Special to WorldTribune.com
The provocative, sometimes raunchy music mega-star Prince was also deeply spiritual and reportedly opposed gay marriage, according to a Washington Post commentary piece.
One of the “steamiest pop culture figures in the past quarter-century was a conservative Christian. Religious and spiritual themes ran through a huge amount of his work,” Post religion reporter Michelle Boorstein wrote on April 22.
Boorstein cited some of Prince’s lyrics:
“Dearly beloved, we are gathered here today to get through this thing called Life” – “Let’s Go Crazy.”
“If God one day struck me blind, your beauty I’ll still see” – “Adore”
“We all have our problems, some are big, some are small. Soon all of our problems, y’all, will be taken by the cross.” – “The Cross”
Prince, who died on April 21 at the age of 57, “even appeared on a lot of playlists created for the U.S. visits of Pope Benedict (2008) and Pope Francis (2015) — yes, playlists for pope trips exist!” Boorstein wrote.
His song “The Pope,” included the line: “You can be the president, I’d rather be the pope. You can be the side effect, I’d rather be the dope.”

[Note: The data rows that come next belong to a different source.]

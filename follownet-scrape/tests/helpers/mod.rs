//! Shared fixtures for follownet-scrape integration tests

#![allow(dead_code)]

use std::fmt;
use std::sync::{Arc, Mutex};
use std::time::Duration;

use follownet_common::{Platform, ProgressEvent, Record, RecordKind};
use follownet_scrape::extractor::{
    ExtractionError, ExtractionRequest, Extractor, ExtractorItem, ExtractorRegistry,
    ExtractorStream,
};
use follownet_scrape::session::{Checkpoint, ControlToken, SessionManager, SessionSettings};
use tokio::sync::mpsc;
use uuid::Uuid;

/// Upper bound for any single wait in these tests
pub const PATIENCE: Duration = Duration::from_secs(10);

/// One scripted extractor step
#[derive(Debug, Clone)]
pub enum Step {
    Record(String),
    Skip(String),
    Fail(String),
    Panic(String),
}

/// Session to stop from inside the extractor once its script runs out
#[derive(Clone, Default)]
pub struct StopSwitch(Arc<Mutex<Option<(SessionManager, Uuid)>>>);

impl StopSwitch {
    pub fn arm(&self, manager: &SessionManager, session_id: Uuid) {
        *self.0.lock().unwrap() = Some((manager.clone(), session_id));
    }

    fn take(&self) -> Option<(SessionManager, Uuid)> {
        self.0.lock().unwrap().take()
    }
}

impl fmt::Debug for StopSwitch {
    fn fmt(&self, f: &mut fmt::Formatter<'_>) -> fmt::Result {
        f.debug_struct("StopSwitch")
            .field("armed", &self.0.lock().unwrap().is_some())
            .finish()
    }
}

/// In-process extractor that replays a fixed script
#[derive(Debug, Clone)]
pub struct ScriptedExtractor {
    pub platform: Platform,
    pub steps: Vec<Step>,
    pub delay: Duration,
    pub honor_stop: bool,
    pub reported_total: Option<usize>,
    pub stop_on_exhaust: Option<StopSwitch>,
}

impl ScriptedExtractor {
    pub fn new(steps: Vec<Step>) -> Self {
        Self {
            platform: Platform::GitHub,
            steps,
            delay: Duration::ZERO,
            honor_stop: true,
            reported_total: None,
            stop_on_exhaust: None,
        }
    }

    /// One record per name
    pub fn records(names: &[&str]) -> Self {
        Self::new(names.iter().map(|n| Step::Record(n.to_string())).collect())
    }

    /// `count` records named user0, user1, ...
    pub fn numbered(count: usize) -> Self {
        Self::new((0..count).map(|i| Step::Record(format!("user{}", i))).collect())
    }

    pub fn with_delay(mut self, delay: Duration) -> Self {
        self.delay = delay;
        self
    }

    pub fn reporting_total(mut self, total: usize) -> Self {
        self.reported_total = Some(total);
        self
    }

    /// Stops the armed session right before the stream ends
    pub fn stopping_on_exhaust(mut self, switch: StopSwitch) -> Self {
        self.stop_on_exhaust = Some(switch);
        self
    }

    /// Never checks the control token and hangs once the script is done
    pub fn ignoring_stop(mut self) -> Self {
        self.honor_stop = false;
        self
    }
}

impl Extractor for ScriptedExtractor {
    fn platform(&self) -> Platform {
        self.platform
    }

    fn run(&self, _request: ExtractionRequest, mut control: ControlToken) -> ExtractorStream {
        let script = self.clone();
        Box::pin(async_stream::stream! {
            if let Some(total) = script.reported_total {
                yield Ok(ExtractorItem::Total(total));
            }
            for step in script.steps {
                if script.honor_stop && control.checkpoint().await == Checkpoint::Stop {
                    break;
                }
                if !script.delay.is_zero() {
                    tokio::time::sleep(script.delay).await;
                }
                match step {
                    Step::Record(name) => {
                        yield Ok(ExtractorItem::Visiting(name.clone()));
                        yield Ok(ExtractorItem::Record(Record::new(
                            script.platform,
                            RecordKind::Follower,
                            name,
                        )));
                    }
                    Step::Skip(name) => {
                        yield Ok(ExtractorItem::Skipped {
                            entity: name,
                            reason: "profile unavailable".to_string(),
                        });
                    }
                    Step::Fail(message) => {
                        yield Err(ExtractionError::Fatal(message));
                        break;
                    }
                    Step::Panic(message) => panic!("{}", message),
                }
            }
            let armed = script.stop_on_exhaust.as_ref().and_then(StopSwitch::take);
            if let Some((manager, session_id)) = armed {
                manager.stop(session_id).await.unwrap();
            }
            if !script.honor_stop {
                std::future::pending::<()>().await;
            }
        })
    }
}

/// Settings sized for tests: roomy buffers, short grace period
pub fn test_settings() -> SessionSettings {
    SessionSettings {
        default_limit: 100,
        hard_limit: 1000,
        grace_period: Duration::from_millis(300),
        idle_timeout: Duration::from_secs(5),
        event_buffer: 1024,
        snapshot_ttl: Duration::from_secs(60),
        snapshot_capacity: 16,
    }
}

pub fn registry_with(extractor: impl Extractor + 'static) -> ExtractorRegistry {
    let mut registry = ExtractorRegistry::new();
    registry.register(Arc::new(extractor));
    registry
}

pub fn manager_with(extractor: impl Extractor + 'static) -> SessionManager {
    SessionManager::new(registry_with(extractor), test_settings())
}

/// Next event, or `None` once the stream is closed
pub async fn next_event(events: &mut mpsc::Receiver<ProgressEvent>) -> Option<ProgressEvent> {
    tokio::time::timeout(PATIENCE, events.recv())
        .await
        .expect("timed out waiting for a session event")
}

/// Read until the stream closes
pub async fn collect(events: &mut mpsc::Receiver<ProgressEvent>) -> Vec<ProgressEvent> {
    let mut seen = Vec::new();
    while let Some(event) = next_event(events).await {
        seen.push(event);
    }
    seen
}

/// Read until `matches` accepts an event; returns everything read
pub async fn read_until(
    events: &mut mpsc::Receiver<ProgressEvent>,
    matches: impl Fn(&ProgressEvent) -> bool,
) -> Vec<ProgressEvent> {
    let mut seen = Vec::new();
    while let Some(event) = next_event(events).await {
        let done = matches(&event);
        seen.push(event);
        if done {
            return seen;
        }
    }
    panic!("stream closed before the expected event; saw {:?}", types(&seen));
}

/// Everything that arrives within `window`
pub async fn drain_for(
    events: &mut mpsc::Receiver<ProgressEvent>,
    window: Duration,
) -> Vec<ProgressEvent> {
    let mut seen = Vec::new();
    let deadline = tokio::time::Instant::now() + window;
    while let Ok(Some(event)) = tokio::time::timeout_at(deadline, events.recv()).await {
        seen.push(event);
    }
    seen
}

/// Wire tags of `events`, in order
pub fn types(events: &[ProgressEvent]) -> Vec<&'static str> {
    events.iter().map(|e| e.event_type()).collect()
}

/// Wire tags without progress ticks
pub fn milestones(events: &[ProgressEvent]) -> Vec<&'static str> {
    events
        .iter()
        .filter(|e| !e.is_lossy())
        .map(|e| e.event_type())
        .collect()
}

pub fn count_records(events: &[ProgressEvent]) -> usize {
    events
        .iter()
        .filter(|e| matches!(e, ProgressEvent::RecordReady { .. }))
        .count()
}

/// Poll until no session is registered
pub async fn wait_until_idle(manager: &SessionManager) {
    let deadline = tokio::time::Instant::now() + PATIENCE;
    while manager.active_count().await > 0 {
        assert!(
            tokio::time::Instant::now() < deadline,
            "sessions still active after {:?}",
            PATIENCE
        );
        tokio::time::sleep(Duration::from_millis(10)).await;
    }
}
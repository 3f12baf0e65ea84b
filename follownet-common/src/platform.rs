//! Platform resolution
//!
//! Maps a source URL onto one of the supported platforms. Matching is done on
//! the URL host against a fixed, ordered domain table; the first entry whose
//! domain equals the host or is a parent domain of it wins.

use serde::{Deserialize, Serialize};
use std::fmt;
use url::Url;

/// Supported source platforms
#[derive(Debug, Clone, Copy, PartialEq, Eq, Hash, Serialize, Deserialize)]
#[serde(rename_all = "lowercase")]
pub enum Platform {
    GitHub,
    Twitter,
    ProductHunt,
    Weibo,
    HackerNews,
    YouTube,
    Reddit,
    Medium,
    Bilibili,
}

/// Ordered domain table. No domain is a suffix of another, so order only
/// matters for readability.
const PLATFORM_DOMAINS: &[(&str, Platform)] = &[
    ("github.com", Platform::GitHub),
    ("twitter.com", Platform::Twitter),
    ("x.com", Platform::Twitter),
    ("producthunt.com", Platform::ProductHunt),
    ("weibo.com", Platform::Weibo),
    ("news.ycombinator.com", Platform::HackerNews),
    ("youtube.com", Platform::YouTube),
    ("youtu.be", Platform::YouTube),
    ("reddit.com", Platform::Reddit),
    ("medium.com", Platform::Medium),
    ("bilibili.com", Platform::Bilibili),
];

impl Platform {
    /// Wire tag, identical to the serde representation
    pub fn as_str(&self) -> &'static str {
        match self {
            Platform::GitHub => "github",
            Platform::Twitter => "twitter",
            Platform::ProductHunt => "producthunt",
            Platform::Weibo => "weibo",
            Platform::HackerNews => "hackernews",
            Platform::YouTube => "youtube",
            Platform::Reddit => "reddit",
            Platform::Medium => "medium",
            Platform::Bilibili => "bilibili",
        }
    }

    /// Human-readable platform name for event messages
    pub fn display_name(&self) -> &'static str {
        match self {
            Platform::GitHub => "GitHub",
            Platform::Twitter => "Twitter",
            Platform::ProductHunt => "Product Hunt",
            Platform::Weibo => "Weibo",
            Platform::HackerNews => "Hacker News",
            Platform::YouTube => "YouTube",
            Platform::Reddit => "Reddit",
            Platform::Medium => "Medium",
            Platform::Bilibili => "Bilibili",
        }
    }
}

impl fmt::Display for Platform {
    fn fmt(&self, f: &mut fmt::Formatter<'_>) -> fmt::Result {
        f.write_str(self.as_str())
    }
}

/// Resolve a source URL to its platform.
///
/// Returns `None` for unparseable URLs, URLs without a host, and hosts not
/// present in the domain table. Pure and deterministic.
pub fn resolve(url: &str) -> Option<Platform> {
    let parsed = Url::parse(url.trim()).ok()?;
    let host = parsed.host_str()?.to_ascii_lowercase();
    let host = host.trim_end_matches('.');

    PLATFORM_DOMAINS
        .iter()
        .find(|(domain, _)| host_matches(host, domain))
        .map(|(_, platform)| *platform)
}

fn host_matches(host: &str, domain: &str) -> bool {
    host == domain
        || host
            .strip_suffix(domain)
            .is_some_and(|prefix| prefix.ends_with('.'))
}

The spiritual beliefs of Prince Rogers Nelson, raised a Seventh-day Adventist and later a Jehovah’s Witness — “were rooted in what his biographer Toure called ‘my Lord and savior, Jesus Christ’ as well as a deep fascination with the afterlife and Judeo-Christian scripture, which he was constantly quoting,” Boorstein wrote.
In 2009, Prince noted that he didn’t vote for Barack Obama because “I’m one of the Jehovah’s Witnesses. And we’ve never voted. That’s not to say I don’t think … President Obama is a very smart individual and he seems like he means well. Prophecy is what we all have to go by now.”
In a 2008 interview with the New Yorker, Prince singled out same-sex marriage as part of the Democratic Party’s notion that “ ‘You can do whatever you want.’ ”
“God came to earth and saw people sticking it wherever and doing it with whatever, and he just cleared it all out,” he told the magazine. “He was, like, ‘Enough.’ ”
Boorstein went on to write: “If the idea seems bonkers that the man who shrieked with unbridled sexual energy in the intro of ‘When Doves Cry’ is actually a prude, well, maybe it’s not.”
“Prince intended sexuality to be linked to the worship of God, and he filled his music with classic Christian messages,” the author Toure wrote in 2013 in “I Would Die 4 U: Why Prince Became an Icon,” – “meaning Prince was sexual but, ultimately, very conservative.”